Exempting categories of cases from the ultimate limitation period inevitably raises problems of over and under inclusion, as well as uncertainty and litigation concerning the ambit of the categories. Some of these problems might be avoided by exempting all claims based on breach of fiduciary duty -this should include claims brought by Aboriginal people and by people who suffered assaults and sexual assaults in situations in which the defendants were in positions of trust and authority. The legitimate repose interests of those institutions and individuals who are in a fiduciary relationship with someone subject to their power is less than other defendants and can still be protected by the more flexible equitable doctrine of laches. Exempting all fiduciary duty claims from limitation periods may encourage the expansion of such claims, but it is likely that other factors, such as doctrinal and remedial flexibility are driving the Canadian expansion of fiduciary duty claims.

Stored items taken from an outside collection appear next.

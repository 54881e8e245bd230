use crate::infra::AppState;
use axum::http::{header, StatusCode};
use axum::response::IntoResponse;
use axum::Extension;
use axum::Json;
use serde_json::json;
use std::sync::Arc;
use sus_survey::survey::{survey_router, ResponseRepository, SurveyService};

pub(crate) fn with_survey_routes<R>(service: Arc<SurveyService<R>>) -> axum::Router
where
    R: ResponseRepository + 'static,
{
    survey_router(service)
        .route("/health", axum::routing::get(healthcheck))
        .route("/ready", axum::routing::get(readiness_endpoint))
        .route("/metrics", axum::routing::get(metrics_endpoint))
}

pub(crate) async fn healthcheck() -> Json<serde_json::Value> {
    Json(json!({ "status": "ok" }))
}

pub(crate) async fn readiness_endpoint(Extension(state): Extension<AppState>) -> impl IntoResponse {
    let ready = state.readiness.load(std::sync::atomic::Ordering::Relaxed);
    let status = if ready {
        StatusCode::OK
    } else {
        StatusCode::SERVICE_UNAVAILABLE
    };

    let payload = if ready {
        json!({ "status": "ready" })
    } else {
        json!({ "status": "initializing" })
    };

    (status, Json(payload))
}

pub(crate) async fn metrics_endpoint(Extension(state): Extension<AppState>) -> impl IntoResponse {
    (
        StatusCode::OK,
        [(header::CONTENT_TYPE, "text/plain; version=0.0.4")],
        state.metrics.render(),
    )
}
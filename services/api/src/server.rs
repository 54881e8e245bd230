use crate::cli::ServeArgs;
use crate::infra::{AppState, InMemoryResponseRepository};
use crate::routes::with_survey_routes;
use axum::Extension;
use axum_prometheus::PrometheusMetricLayer;
use std::sync::atomic::Ordering;
use std::sync::Arc;
use sus_survey::config::{AppConfig, StorageBackend};
use sus_survey::error::AppError;
use sus_survey::survey::{CsvResponseRepository, SurveyService};
use sus_survey::telemetry;
use tracing::info;

pub(crate) async fn run(mut args: ServeArgs) -> Result<(), AppError> {
    let mut config = AppConfig::load()?;

    if let Some(host) = args.host.take() {
        config.server.host = host;
    }
    if let Some(port) = args.port.take() {
        config.server.port = port;
    }
    if let Some(results) = args.results.take() {
        config.storage.results_path = results;
    }

    telemetry::init(&config.telemetry)?;

    let (prometheus_layer, prometheus_handle) = PrometheusMetricLayer::pair();
    let readiness_flag = Arc::new(std::sync::atomic::AtomicBool::new(false));
    let app_state = AppState {
        readiness: readiness_flag.clone(),
        metrics: Arc::new(prometheus_handle),
    };

    let survey_routes = match config.storage.backend {
        StorageBackend::Csv => {
            info!(path = %config.storage.results_path.display(), "storing survey results on disk");
            let repository = Arc::new(CsvResponseRepository::new(&config.storage.results_path));
            with_survey_routes(Arc::new(SurveyService::new(repository)))
        }
        StorageBackend::Memory => {
            info!("storing survey results in memory");
            let repository = Arc::new(InMemoryResponseRepository::default());
            with_survey_routes(Arc::new(SurveyService::new(repository)))
        }
    };

    let app = survey_routes
        .layer(Extension(app_state))
        .layer(prometheus_layer);

    let addr = config.server.socket_addr()?;
    let listener = tokio::net::TcpListener::bind(addr).await?;
    readiness_flag.store(true, Ordering::Release);

    info!(?config.environment, %addr, "sus survey service ready");

    axum::serve(listener, app).await?;
    Ok(())
}
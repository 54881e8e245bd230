use std::collections::HashMap;
use std::fmt;

use chrono::{DateTime, Utc};
use serde::{Deserialize, Serialize};

use super::questions::QUESTION_COUNT;
use super::scoring::{IncompleteAnswers, SusScore};

/// Form field carrying the respondent's nickname.
pub const NICKNAME_FIELD: &str = "nickname";

/// Form key for the answer to the question at `index` (`q0`..`q9`).
pub fn answer_field(index: usize) -> String {
    format!("q{index}")
}

/// One respondent's answers as received, before any parsing.
///
/// Values stay raw strings so that malformed input reaches the calculator and
/// is classified as unanswered there rather than rejected by the transport.
#[derive(Debug, Clone, Default, PartialEq, Eq)]
pub struct RawSubmission {
    pub nickname: String,
    pub answers: [Option<String>; QUESTION_COUNT],
}

impl RawSubmission {
    pub fn new(nickname: impl Into<String>, answers: [Option<String>; QUESTION_COUNT]) -> Self {
        Self {
            nickname: nickname.into(),
            answers,
        }
    }

    /// Lifts a string-keyed form payload into a typed submission. Unknown keys are ignored.
    pub fn from_form(form: &HashMap<String, String>) -> Self {
        let nickname = form.get(NICKNAME_FIELD).cloned().unwrap_or_default();
        let answers = std::array::from_fn(|index| form.get(&answer_field(index)).cloned());
        Self { nickname, answers }
    }
}

/// A trimmed, non-empty respondent nickname.
#[derive(Debug, Clone, PartialEq, Eq, Hash, Serialize, Deserialize)]
#[serde(transparent)]
pub struct Nickname(String);

impl Nickname {
    pub fn parse(raw: &str) -> Result<Self, ValidationError> {
        let trimmed = raw.trim();
        if trimmed.is_empty() {
            return Err(ValidationError::MissingNickname);
        }
        Ok(Self(trimmed.to_string()))
    }

    pub fn as_str(&self) -> &str {
        &self.0
    }
}

impl fmt::Display for Nickname {
    fn fmt(&self, f: &mut fmt::Formatter<'_>) -> fmt::Result {
        f.write_str(&self.0)
    }
}

/// Correctable problems with a submission; shown back to the respondent.
#[derive(Debug, Clone, PartialEq, Eq, thiserror::Error)]
pub enum ValidationError {
    #[error("a nickname is required to take the survey")]
    MissingNickname,
    #[error("please answer all 10 questions")]
    Incomplete(#[from] IncompleteAnswers),
}

/// A complete, scored submission ready to be appended to storage.
#[derive(Debug, Clone, PartialEq)]
pub struct ScoredSubmission {
    nickname: Nickname,
    timestamp: DateTime<Utc>,
    score: SusScore,
}

impl ScoredSubmission {
    pub fn new(nickname: Nickname, timestamp: DateTime<Utc>, score: SusScore) -> Self {
        Self {
            nickname,
            timestamp,
            score,
        }
    }

    pub fn nickname(&self) -> &Nickname {
        &self.nickname
    }

    pub fn timestamp(&self) -> DateTime<Utc> {
        self.timestamp
    }

    pub fn score(&self) -> f64 {
        self.score.value()
    }

    pub fn responses(&self) -> &[u8; QUESTION_COUNT] {
        self.score.responses()
    }
}

/// A submission as read back from storage.
///
/// `responses` holds `None` for a cell that did not parse as an integer; range
/// checks are left to the aggregator so one corrupt cell never hides a record.
#[derive(Debug, Clone, PartialEq, Serialize)]
pub struct StoredSubmission {
    pub nickname: String,
    pub timestamp: DateTime<Utc>,
    pub score: f64,
    pub responses: Vec<Option<i64>>,
}

impl From<&ScoredSubmission> for StoredSubmission {
    fn from(value: &ScoredSubmission) -> Self {
        Self {
            nickname: value.nickname().as_str().to_string(),
            timestamp: value.timestamp(),
            score: value.score(),
            responses: value
                .responses()
                .iter()
                .map(|answer| Some(i64::from(*answer)))
                .collect(),
        }
    }
}
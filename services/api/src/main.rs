use sus_survey_api::run;

#[tokio::main]
async fn main() {
    if let Err(err) = run().await {
        eprintln!("application error: {err}");
        std::process::exit(1);
    }
}
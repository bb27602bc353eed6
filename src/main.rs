//! CineGate server entry point.
//!
//! Loads layered configuration for `CINEGATE_ENV`, initializes logging, and
//! runs the HTTP server until a shutdown signal arrives.

use tracing_subscriber::{EnvFilter, fmt};

use cinegate_core::config::{AppConfig, LoggingConfig};

#[tokio::main]
async fn main() {
    let env = std::env::var("CINEGATE_ENV").unwrap_or_else(|_| "development".to_string());

    let config = match AppConfig::load(&env) {
        Ok(c) => c,
        Err(e) => {
            eprintln!("Failed to load configuration: {e}");
            std::process::exit(1);
        }
    };

    init_logging(&config.logging);
    tracing::info!(
        version = env!("CARGO_PKG_VERSION"),
        environment = %env,
        "Starting CineGate"
    );

    if let Err(e) = cinegate_api::run_server(config).await {
        tracing::error!(error = %e, "Server error");
        std::process::exit(1);
    }
}

/// Initialize tracing/logging
fn init_logging(config: &LoggingConfig) {
    let filter =
        EnvFilter::try_from_default_env().unwrap_or_else(|_| EnvFilter::new(&config.level));

    match config.format.as_str() {
        "json" => {
            fmt()
                .json()
                .with_env_filter(filter)
                .with_target(true)
                .with_thread_ids(true)
                .init();
        }
        _ => {
            fmt()
                .pretty()
                .with_env_filter(filter)
                .with_target(true)
                .init();
        }
    }
}
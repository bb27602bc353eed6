//! Database migration command.

use cinegate_core::config::AppConfig;
use cinegate_core::error::AppError;
use cinegate_database::DatabasePool;
use cinegate_database::migration::run_migrations;

use crate::output;

/// Apply all pending migrations.
pub async fn execute(config: AppConfig) -> Result<(), AppError> {
    if !config.database.is_postgres() {
        return Err(AppError::configuration(
            "Migrations require database.provider = \"postgres\"",
        ));
    }

    let pool = DatabasePool::connect(&config.database).await?;
    println!("Running database migrations...");
    run_migrations(pool.pool()).await?;
    output::done("All migrations applied successfully.");
    Ok(())
}
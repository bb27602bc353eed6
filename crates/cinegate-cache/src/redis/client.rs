//! Connection to the Redis instance holding token versions.

use redis::Client;
use redis::aio::ConnectionManager;
use tracing::info;
use uuid::Uuid;

use cinegate_core::config::{RedisConfig, redact_url};
use cinegate_core::error::{AppError, ErrorKind};
use cinegate_core::result::AppResult;

use crate::keys;

/// Reconnecting Redis handle scoped to one key namespace.
#[derive(Debug, Clone)]
pub struct RedisClient {
    conn: ConnectionManager,
    key_prefix: String,
}

impl RedisClient {
    /// Open the connection manager for `config.url`.
    pub async fn connect(config: &RedisConfig) -> AppResult<Self> {
        let target = redact_url(&config.url);
        let client = Client::open(config.url.as_str())
            .map_err(|e| cache_error(format!("Invalid Redis URL {target}"), e))?;
        let conn = ConnectionManager::new(client)
            .await
            .map_err(|e| cache_error(format!("Cannot reach Redis at {target}"), e))?;

        info!(url = %target, prefix = %config.key_prefix, "Token version store connected to Redis");
        Ok(Self {
            conn,
            key_prefix: config.key_prefix.clone(),
        })
    }

    /// A cheap clone of the multiplexed connection.
    pub fn connection(&self) -> ConnectionManager {
        self.conn.clone()
    }

    /// Namespaced key holding the version counter of `user_id`.
    pub fn version_key(&self, user_id: Uuid) -> String {
        namespaced(&self.key_prefix, &keys::token_version(user_id))
    }
}

/// Wrap a Redis failure as a cache error.
pub(crate) fn cache_error(context: impl Into<String>, e: redis::RedisError) -> AppError {
    AppError::with_source(ErrorKind::Cache, context, e)
}

fn namespaced(prefix: &str, key: &str) -> String {
    format!("{prefix}{key}")
}

#[cfg(test)]
mod tests {
    use super::*;

    #[test]
    fn test_namespaced_keys() {
        let id = Uuid::nil();
        assert_eq!(
            namespaced("cinegate:", &keys::token_version(id)),
            format!("cinegate:{}", keys::token_version(id))
        );
        assert_eq!(namespaced("", "k"), "k");
    }
}
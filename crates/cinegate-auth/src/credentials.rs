//! Email/password validation against the credential store.

use std::sync::Arc;

use tracing::debug;

use cinegate_core::result::AppResult;
use cinegate_database::repositories::UserStore;
use cinegate_entity::user::User;

use crate::password::PasswordHasher;
use crate::version::TokenVersionRegistry;

/// Checks a login attempt. Unknown email and wrong password look the same.
#[derive(Debug, Clone)]
pub struct CredentialValidator {
    users: Arc<dyn UserStore>,
    hasher: PasswordHasher,
    registry: TokenVersionRegistry,
}

impl CredentialValidator {
    /// Creates a new validator.
    pub fn new(
        users: Arc<dyn UserStore>,
        hasher: PasswordHasher,
        registry: TokenVersionRegistry,
    ) -> Self {
        Self {
            users,
            hasher,
            registry,
        }
    }

    /// Returns the user when the password matches, `None` otherwise.
    ///
    /// A successful check starts tracking the user's token version at `0`
    /// if it is not tracked yet.
    pub async fn validate(&self, email: &str, password: &str) -> AppResult<Option<User>> {
        let Some(user) = self.users.find_by_email(email).await? else {
            debug!("Login attempt for unknown email");
            return Ok(None);
        };

        let matches = self
            .hasher
            .verify_password_async(password.to_string(), user.password_hash.clone())
            .await?;
        if !matches {
            debug!(user_id = %user.id, "Password mismatch");
            return Ok(None);
        }

        self.registry.ensure_initialized(user.id).await?;
        Ok(Some(user))
    }
}
//! Password hashing.

pub mod hasher;

pub use hasher::PasswordHasher;
//! Demonstration routes for each access level.

use axum::Json;

use crate::dto::response::{ProtectedDataResponse, PublicDataResponse, RestrictedDataResponse};
use crate::extractors::AuthUser;

/// GET /
pub async fn hello() -> &'static str {
    "Hello World!"
}

/// GET /public
pub async fn public_data() -> Json<PublicDataResponse> {
    Json(PublicDataResponse {
        message: "This is public data".to_string(),
        access: "public".to_string(),
    })
}

/// GET /protected
pub async fn protected_data(AuthUser(user): AuthUser) -> Json<ProtectedDataResponse> {
    Json(ProtectedDataResponse {
        message: "This is protected data".to_string(),
        user,
    })
}

/// GET /staff
pub async fn staff_data(auth: AuthUser) -> Json<RestrictedDataResponse> {
    Json(RestrictedDataResponse {
        message: "This is staff-only data".to_string(),
        access: "staff".to_string(),
        user: auth.email.clone(),
    })
}

/// GET /admin
pub async fn admin_data(auth: AuthUser) -> Json<RestrictedDataResponse> {
    Json(RestrictedDataResponse {
        message: "This is admin-only data".to_string(),
        access: "admin".to_string(),
        user: auth.email.clone(),
    })
}
//! Role-based access control for routes.

pub mod gate;

pub use gate::{INSUFFICIENT_PERMISSIONS, RequiredRoles, RoleGate};
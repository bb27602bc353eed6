//! JWT claim set embedded in access and refresh tokens.

use serde::{Deserialize, Serialize};
use uuid::Uuid;

use cinegate_entity::user::{Role, User};

/// Identity carried by a token and exposed as the authenticated principal.
#[derive(Debug, Clone, PartialEq, Eq, Serialize, Deserialize)]
#[serde(rename_all = "camelCase")]
pub struct JwtPayload {
    /// Subject: the user ID.
    pub sub: Uuid,
    /// User email at issuance.
    pub email: String,
    /// User roles at issuance.
    pub roles: Vec<Role>,
    /// Token version at issuance.
    pub token_version: i64,
}

impl JwtPayload {
    /// Build the payload for a user at the given version.
    pub fn for_user(user: &User, token_version: i64) -> Self {
        Self {
            sub: user.id,
            email: user.email.clone(),
            roles: user.roles.clone(),
            token_version,
        }
    }
}

/// Full encoded claim set: the payload plus registered time claims.
#[derive(Debug, Clone, Serialize, Deserialize)]
pub struct Claims {
    #[serde(flatten)]
    pub payload: JwtPayload,
    /// Issued-at (seconds since epoch).
    pub iat: i64,
    /// Expiration (seconds since epoch).
    pub exp: i64,
    #[serde(default, skip_serializing_if = "Option::is_none")]
    pub iss: Option<String>,
}
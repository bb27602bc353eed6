//! JWT claims, signing, and decoding.

pub mod claims;
pub mod decoder;
pub mod encoder;

pub use claims::{Claims, JwtPayload};
pub use decoder::JwtDecoder;
pub use encoder::{JwtEncoder, TokenPair};

/// The two token kinds. Each is signed with its own secret and lifetime.
#[derive(Debug, Clone, Copy, PartialEq, Eq)]
pub enum TokenKind {
    /// Short-lived token presented on every protected request.
    Access,
    /// Longer-lived token used only to obtain a new pair.
    Refresh,
}

impl TokenKind {
    /// Message returned when the embedded version no longer matches.
    pub fn revoked_message(self) -> &'static str {
        match self {
            Self::Access => "Token has been revoked",
            Self::Refresh => "Refresh token has been revoked",
        }
    }
}
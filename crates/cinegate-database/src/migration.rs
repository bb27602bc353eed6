//! Database migration runner.

use sqlx::PgPool;
use tracing::info;

use cinegate_core::error::{AppError, ErrorKind};

/// Run all pending database migrations.
pub async fn run_migrations(pool: &PgPool) -> Result<(), AppError> {
    info!("Running database migrations...");

    sqlx::migrate!("../../migrations")
        .run(pool)
        .await
        .map_err(|e| {
            AppError::with_source(
                ErrorKind::Database,
                format!("Failed to run migrations: {e}"),
                e,
            )
        })?;

    info!("Database migrations completed successfully");
    Ok(())
}
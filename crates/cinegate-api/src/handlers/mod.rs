//! HTTP request handlers.

pub mod auth;
pub mod demo;
pub mod health;
//! Axum middleware stack.

pub mod cors;
pub mod logging;
pub mod rbac;
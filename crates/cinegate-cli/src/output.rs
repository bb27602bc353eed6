//! Terminal output for CLI commands.

use serde::Serialize;
use tabled::settings::Style;
use tabled::{Table, Tabled};

use cinegate_core::error::AppError;

/// How listings are rendered.
#[derive(Debug, Clone, Copy, Default, PartialEq, Eq, clap::ValueEnum)]
pub enum OutputFormat {
    /// Aligned table
    #[default]
    Table,
    /// Pretty-printed JSON array
    Json,
}

/// Render `items` in `format`, or a placeholder line for an empty table.
pub fn render_rows<T: Serialize + Tabled>(
    items: &[T],
    format: OutputFormat,
) -> Result<String, AppError> {
    match format {
        OutputFormat::Table if items.is_empty() => Ok("(none)".to_string()),
        OutputFormat::Table => Ok(Table::new(items).with(Style::sharp()).to_string()),
        OutputFormat::Json => Ok(serde_json::to_string_pretty(items)?),
    }
}

/// Print a listing.
pub fn rows<T: Serialize + Tabled>(items: &[T], format: OutputFormat) -> Result<(), AppError> {
    println!("{}", render_rows(items, format)?);
    Ok(())
}

pub fn done(msg: &str) {
    println!("✓ {msg}");
}

pub fn caution(msg: &str) {
    println!("⚠ {msg}");
}

pub fn failure(msg: &str) {
    eprintln!("✗ {msg}");
}

/// Print one labelled value, labels padded to a common column.
pub fn field(label: &str, value: &str) {
    println!("{}", format_field(label, value));
}

fn format_field(label: &str, value: &str) -> String {
    format!("  {:<20}{value}", format!("{label}:"))
}

#[cfg(test)]
mod tests {
    use super::*;

    #[derive(Serialize, Tabled)]
    struct Row {
        email: String,
        version: i64,
    }

    #[test]
    fn test_render_rows() {
        let rows = vec![Row {
            email: "staff@example.com".into(),
            version: 3,
        }];

        let table = render_rows(&rows, OutputFormat::Table).unwrap();
        assert!(table.contains("staff@example.com"));

        let json: serde_json::Value =
            serde_json::from_str(&render_rows(&rows, OutputFormat::Json).unwrap()).unwrap();
        assert_eq!(json[0]["version"], 3);

        let empty: Vec<Row> = Vec::new();
        assert_eq!(render_rows(&empty, OutputFormat::Table).unwrap(), "(none)");
        assert_eq!(render_rows(&empty, OutputFormat::Json).unwrap(), "[]");
    }

    #[test]
    fn test_format_field_aligns_values() {
        assert_eq!(format_field("User", "a@b"), format!("  {:<20}a@b", "User:"));
    }
}
//! Token store manager that dispatches to the configured backend.

use std::sync::Arc;

use async_trait::async_trait;
use tracing::info;
use uuid::Uuid;

use cinegate_core::config::TokenStoreConfig;
use cinegate_core::error::AppError;
use cinegate_core::result::AppResult;
use cinegate_core::traits::TokenVersionStore;
use cinegate_database::DatabasePool;
use cinegate_database::repositories::PgTokenVersionStore;

use crate::memory::MemoryTokenVersionStore;

/// Wraps the token version backend chosen by `token_store.provider`.
#[derive(Debug, Clone)]
pub struct TokenStoreManager {
    inner: Arc<dyn TokenVersionStore>,
}

impl TokenStoreManager {
    /// Build the configured backend.
    ///
    /// The `database` backend requires a connected pool.
    pub async fn new(config: &TokenStoreConfig, database: Option<&DatabasePool>) -> AppResult<Self> {
        let inner: Arc<dyn TokenVersionStore> = match config.provider.as_str() {
            "memory" => {
                info!("Initializing in-memory token version store");
                Arc::new(MemoryTokenVersionStore::new())
            }
            #[cfg(feature = "redis-backend")]
            "redis" => {
                info!("Initializing Redis token version store");
                let client = crate::redis::RedisClient::connect(&config.redis).await?;
                Arc::new(crate::redis::RedisTokenVersionStore::new(client))
            }
            "database" => {
                let pool = database.ok_or_else(|| {
                    AppError::configuration(
                        "token_store.provider = \"database\" requires database.provider = \"postgres\"",
                    )
                })?;
                info!("Initializing PostgreSQL token version store");
                Arc::new(PgTokenVersionStore::new(pool.pool().clone()))
            }
            other => {
                return Err(AppError::configuration(format!(
                    "Unknown token store provider: '{other}'. Supported: memory, redis, database"
                )));
            }
        };

        Ok(Self { inner })
    }
}

#[async_trait]
impl TokenVersionStore for TokenStoreManager {
    async fn get(&self, user_id: Uuid) -> AppResult<Option<i64>> {
        self.inner.get(user_id).await
    }

    async fn increment(&self, user_id: Uuid) -> AppResult<i64> {
        self.inner.increment(user_id).await
    }

    async fn init_if_absent(&self, user_id: Uuid) -> AppResult<bool> {
        self.inner.init_if_absent(user_id).await
    }

    async fn health_check(&self) -> AppResult<bool> {
        self.inner.health_check().await
    }
}
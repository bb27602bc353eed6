//! HTTP-level integration tests on in-memory stores.

mod auth_test;
mod helpers;
mod rbac_test;
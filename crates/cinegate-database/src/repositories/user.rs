//! PostgreSQL credential store.

use async_trait::async_trait;
use sqlx::PgPool;
use uuid::Uuid;

use cinegate_core::error::{AppError, ErrorKind};
use cinegate_core::result::AppResult;
use cinegate_entity::user::{CreateUser, User};

use super::{USER_EXISTS_MESSAGE, UserStore};

const USER_COLUMNS: &str = "id, email, password_hash, roles, created_at, updated_at";

/// Repository for user records stored in the `users` table.
#[derive(Debug, Clone)]
pub struct PgUserRepository {
    pool: PgPool,
}

impl PgUserRepository {
    /// Create a new user repository.
    pub fn new(pool: PgPool) -> Self {
        Self { pool }
    }
}

#[async_trait]
impl UserStore for PgUserRepository {
    async fn find_by_email(&self, email: &str) -> AppResult<Option<User>> {
        sqlx::query_as::<_, User>(&format!(
            "SELECT {USER_COLUMNS} FROM users WHERE email = LOWER($1)"
        ))
        .bind(email)
        .fetch_optional(&self.pool)
        .await
        .map_err(|e| AppError::with_source(ErrorKind::Database, "Failed to find user by email", e))
    }

    async fn find_by_id(&self, id: Uuid) -> AppResult<Option<User>> {
        sqlx::query_as::<_, User>(&format!("SELECT {USER_COLUMNS} FROM users WHERE id = $1"))
            .bind(id)
            .fetch_optional(&self.pool)
            .await
            .map_err(|e| AppError::with_source(ErrorKind::Database, "Failed to find user by id", e))
    }

    async fn create(&self, data: &CreateUser) -> AppResult<User> {
        sqlx::query_as::<_, User>(&format!(
            "INSERT INTO users (id, email, password_hash, roles) \
             VALUES ($1, LOWER($2), $3, $4) \
             RETURNING {USER_COLUMNS}"
        ))
        .bind(Uuid::now_v7())
        .bind(&data.email)
        .bind(&data.password_hash)
        .bind(&data.roles)
        .fetch_one(&self.pool)
        .await
        .map_err(|e| match e {
            sqlx::Error::Database(ref db_err) if db_err.constraint() == Some("users_email_key") => {
                AppError::bad_request(USER_EXISTS_MESSAGE)
            }
            _ => AppError::with_source(ErrorKind::Database, "Failed to create user", e),
        })
    }

    async fn upsert_by_email(&self, data: &CreateUser) -> AppResult<User> {
        // The no-op update makes RETURNING yield the existing row on conflict.
        sqlx::query_as::<_, User>(&format!(
            "INSERT INTO users (id, email, password_hash, roles) \
             VALUES ($1, LOWER($2), $3, $4) \
             ON CONFLICT (email) DO UPDATE SET email = users.email \
             RETURNING {USER_COLUMNS}"
        ))
        .bind(Uuid::now_v7())
        .bind(&data.email)
        .bind(&data.password_hash)
        .bind(&data.roles)
        .fetch_one(&self.pool)
        .await
        .map_err(|e| AppError::with_source(ErrorKind::Database, "Failed to upsert user", e))
    }

    async fn list(&self) -> AppResult<Vec<User>> {
        sqlx::query_as::<_, User>(&format!(
            "SELECT {USER_COLUMNS} FROM users ORDER BY created_at ASC"
        ))
        .fetch_all(&self.pool)
        .await
        .map_err(|e| AppError::with_source(ErrorKind::Database, "Failed to list users", e))
    }
}
//! Logging configuration.

use serde::{Deserialize, Serialize};

/// Logging and tracing configuration.
#[derive(Debug, Clone, Serialize, Deserialize)]
pub struct LoggingConfig {
    /// Log level: `"trace"`, `"debug"`, `"info"`, `"warn"`, `"error"`.
    #[serde(default = "default_level")]
    pub level: String,
    /// Log format: `"json"` or `"pretty"`.
    #[serde(default = "default_format")]
    pub format: String,
}

impl Default for LoggingConfig {
    fn default() -> Self {
        Self {
            level: default_level(),
            format: default_format(),
        }
    }
}

fn default_level() -> String {
    "info".to_string()
}

fn default_format() -> String {
    "json".to_string()
}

In the end, the case for limitation reform is even more compelling now than it was ten years ago. Decisions such as Novak v. Bond suggest that limitation periods subject to discoverability principles can achieve fairness for many plaintiffs, but that they create much uncertainty and even possible unfairness for defendants. The wisest course seems to be to allow courts to develop and impose discoverability principles within a general 2 year limitation period, but to advance defendant and public interests in limitation periods by adopting a 10 or 15 year ultimate limitation period that runs regardless of discoverability. Unless one is willing to accept the injustice that comes from a "one size fits all" approach or provide courts with a general discretion to depart from the ultimate limitation period in exceptional cases, the challenge then becomes to identify those categories of cases in which this ultimate limitation period is most likely to create injustices and to create limited, certain and principled exceptions from the new ultimate limitation period.